USMNT Players Just Lost a Quarter Million Dollars Each They Already Earned and The Reason Has Americans Sick

The USMNT banked 16 million dollars in prize money for its World Cup run this month.
That money was supposed to belong entirely to the 26 men who bled for it on the field.
Instead, half of every dollar just disappeared before a single player could touch it.
Millions Sit Waiting for a Women's Roster Nobody Has Picked
The USMNT earned 16 million dollars from FIFA for reaching the round of 16 at the 2026 World Cup on home soil.
US Soccer skims 20 percent off the top before a single player sees a dime.
That leaves 12.8 million dollars, split in half between the 26 men who suited up this summer and a women's roster that does not exist yet.
Each side gets 6.4 million dollars, or 246,153.85 dollars per player, once US Soccer cuts the checks.

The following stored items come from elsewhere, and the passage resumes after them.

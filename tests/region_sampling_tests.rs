//! Tests for region loading and uniform seed sampling

use geo_walk_simulator::geometry::{Point, Polygon, Region, RegionLoader, RegionSampler};
use geo_walk_simulator::simulation::SimulationError;
use std::io::Write;

const CAMPUS: &str = r#"{
  "type": "FeatureCollection",
  "features": [
    {
      "type": "Feature",
      "properties": {"name": "campus"},
      "geometry": {
        "type": "Polygon",
        "coordinates": [
          [[0, 0], [40, 0], [40, 30], [0, 30], [0, 0]],
          [[10, 10], [20, 10], [20, 20], [10, 20], [10, 10]]
        ]
      }
    },
    {
      "type": "Feature",
      "properties": {"name": "parking"},
      "geometry": {
        "type": "MultiPolygon",
        "coordinates": [
          [[[100, 100], [110, 100], [110, 110], [100, 110], [100, 100]]]
        ]
      }
    }
  ]
}"#;

/// Test loading a region from a GeoJSON file
#[test]
fn test_load_region_from_file() {
    let mut file = tempfile::Builder::new().suffix(".geojson").tempfile().unwrap();
    file.write_all(CAMPUS.as_bytes()).unwrap();

    let region = RegionLoader::from_file(file.path()).unwrap();

    assert_eq!(region.parts().len(), 2);
    // 40x30 minus the 10x10 hole, plus the 10x10 parking lot
    assert!((region.area() - (1200.0 - 100.0 + 100.0)).abs() < 1e-9);
    assert!(region.contains(&Point::new(5.0, 5.0)));
    assert!(!region.contains(&Point::new(15.0, 15.0)));
    assert!(region.contains(&Point::new(105.0, 105.0)));
    assert!(!region.contains(&Point::new(70.0, 70.0)));
}

/// Test that a missing file is a region load error
#[test]
fn test_missing_region_file() {
    let result = RegionLoader::from_file("/nonexistent/region.geojson");
    assert!(matches!(result, Err(SimulationError::RegionLoad(_))));
}

/// Test that sampled seeds all fall inside the region, never in holes
#[test]
fn test_sampled_seeds_inside_region_with_hole() {
    let region = RegionLoader::from_geojson_str(CAMPUS).unwrap();
    let mut sampler = RegionSampler::with_seed(11);

    let points = sampler.sample(&region, 2_000).unwrap();

    assert_eq!(points.len(), 2_000);
    for point in &points {
        assert!(region.contains(point), "{} escaped the region", point);
        let in_hole = point.x > 10.0 && point.x < 20.0 && point.y > 10.0 && point.y < 20.0;
        assert!(!in_hole, "{} landed in the hole", point);
    }

    // Both parts get seeds, roughly in proportion to their area (1100 vs 100)
    let in_parking = points.iter().filter(|p| p.x >= 100.0).count();
    assert!(in_parking > 50 && in_parking < 350, "parking got {}", in_parking);
}

/// Test that sampling is reproducible with a seed
#[test]
fn test_sampling_is_reproducible() {
    let region = Region::default_square();
    let first = RegionSampler::with_seed(3).sample(&region, 20).unwrap();
    let second = RegionSampler::with_seed(3).sample(&region, 20).unwrap();
    assert_eq!(first, second);
}

/// Test sampling zero points
#[test]
fn test_sample_zero_points() {
    let region = Region::default_square();
    let points = RegionSampler::with_seed(1).sample(&region, 0).unwrap();
    assert!(points.is_empty());
}

/// Test that an empty or degenerate region is rejected at construction
#[test]
fn test_degenerate_regions_rejected() {
    assert!(matches!(Region::new(Vec::new()), Err(SimulationError::EmptyRegion)));

    let collinear = Polygon::new(
        vec![Point::new(0.0, 0.0), Point::new(1.0, 1.0), Point::new(2.0, 2.0)],
        Vec::new(),
    )
    .unwrap();
    assert!(matches!(
        Region::new(vec![collinear]),
        Err(SimulationError::DegenerateRegion(_))
    ));
}

/// Test that empty rings never reach a region, so containment cannot panic
#[test]
fn test_empty_ring_rejected_before_region() {
    assert!(matches!(
        Polygon::new(Vec::new(), Vec::new()),
        Err(SimulationError::DegenerateRegion(_))
    ));

    let square = Polygon::rectangle(Point::new(0.0, 0.0), Point::new(1.0, 1.0)).unwrap();
    assert!(matches!(
        Polygon::new(square.exterior().to_vec(), vec![Vec::new()]),
        Err(SimulationError::DegenerateRegion(_))
    ));

    let region = Region::new(vec![square]).unwrap();
    assert!(region.contains(&Point::new(0.5, 0.5)));
    assert_eq!(region.parts()[0].exterior().len(), 4);
}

That women's half sits in an interest-bearing account because the team has not even qualified for the 2027 World Cup, a spot they can lock up as early as this November, with the actual 26-player roster not set until next spring.
Belgium eliminated the Americans 4-1 in Seattle, ending a US Soccer program drought that dates back to 2002 at the World Cup quarterfinals.
The loss stung enough on its own before fans discovered where a chunk of that prize money was really headed.
Had the men actually beaten Belgium and advanced to the quarterfinals, the total prize pool would have jumped to 20 million dollars.
Even then, the split rule guarantees the same outcome, with 8 million dollars going to each side instead of 6.4 million.
Win more, lose more of it to a roster still sitting on the sidelines.
The 2022 Cycle Already Proved Men Lose Money Every Time
This is not new, and it is not an accident.
The men pocketed 13 million dollars for the same round of 16 finish at the 2022 World Cup in Qatar.
The women earned just 1.87 million dollars for reaching that same stage at the 2023 Women's World Cup, a tournament they lost in the round of 16 for the first time in program history.
Under the old pooling terms, the women's cut of the men's 2022 run alone outpaced the 6 million dollars total they earned by winning the World Cup outright in 2015 and 2019 combined.
FIFA president Gianni Infantino has publicly said he wants prize money equalized between the men's and women's tournaments by 2027, a goal that has nothing to do with what US Soccer's own players actually earned this month.
US Soccer president Cindy Parlow Cone praised the original CBA framework back in 2022 as proof the federation was finally working with its players instead of fighting them in court.
Megan Rapinoe called the original 2022 deal a victory for every female athlete fighting for equal pay.
Nobody asked the men's players if they agreed.
Even some liberal voices have balked at the logic behind it.
CNN's Don Lemon stunned his own co-hosts by admitting the men's team draws more money and should therefore be paid more, a rare break from the network's usual script.
Sports commentator Will Cain went further on ESPN, calling the entire equal pay premise a fantasy that ignores how much more popular men's soccer is worldwide.
Fans online reacted to this month's split with the same frustration, comparing it to paying a bar band the same as a stadium headliner.
That anger is not really about the women's team at all.
It is about a federation that built a system where winning on the field stopped mattering for your paycheck.
The men can lose in the round of 16 for the sixth straight cycle and still bankroll a roster that has not kicked a ball.
This is equity, not equality, and equity means the outcome gets engineered no matter what actually happens on the field.
That is not equal pay.
That is a wealth transfer dressed up as fairness, and the USMNT just got another bill.
Sources:
- Rusty Weiss, "US Men's Team Forced to Split World Cup Payout So Women's Team Can Cash In," RedState, July 8, 2026.
- Jeff Kassouf, "U.S. men, women get equal split of $16M World Cup prize," ESPN, July 8, 2026.
- "Don Lemon is right – US men's soccer players should earn more than female players: commentary," OutKick/Fox News, December 1, 2022.
- "ESPN takes Will Cain out of context in equal pay argument during USWNT award segment," Fox News, July 13, 2023.
- "US Soccer, USWNT Players Reach Agreement to Resolve Longstanding Equal Pay Dispute," US Soccer, February 22, 2022.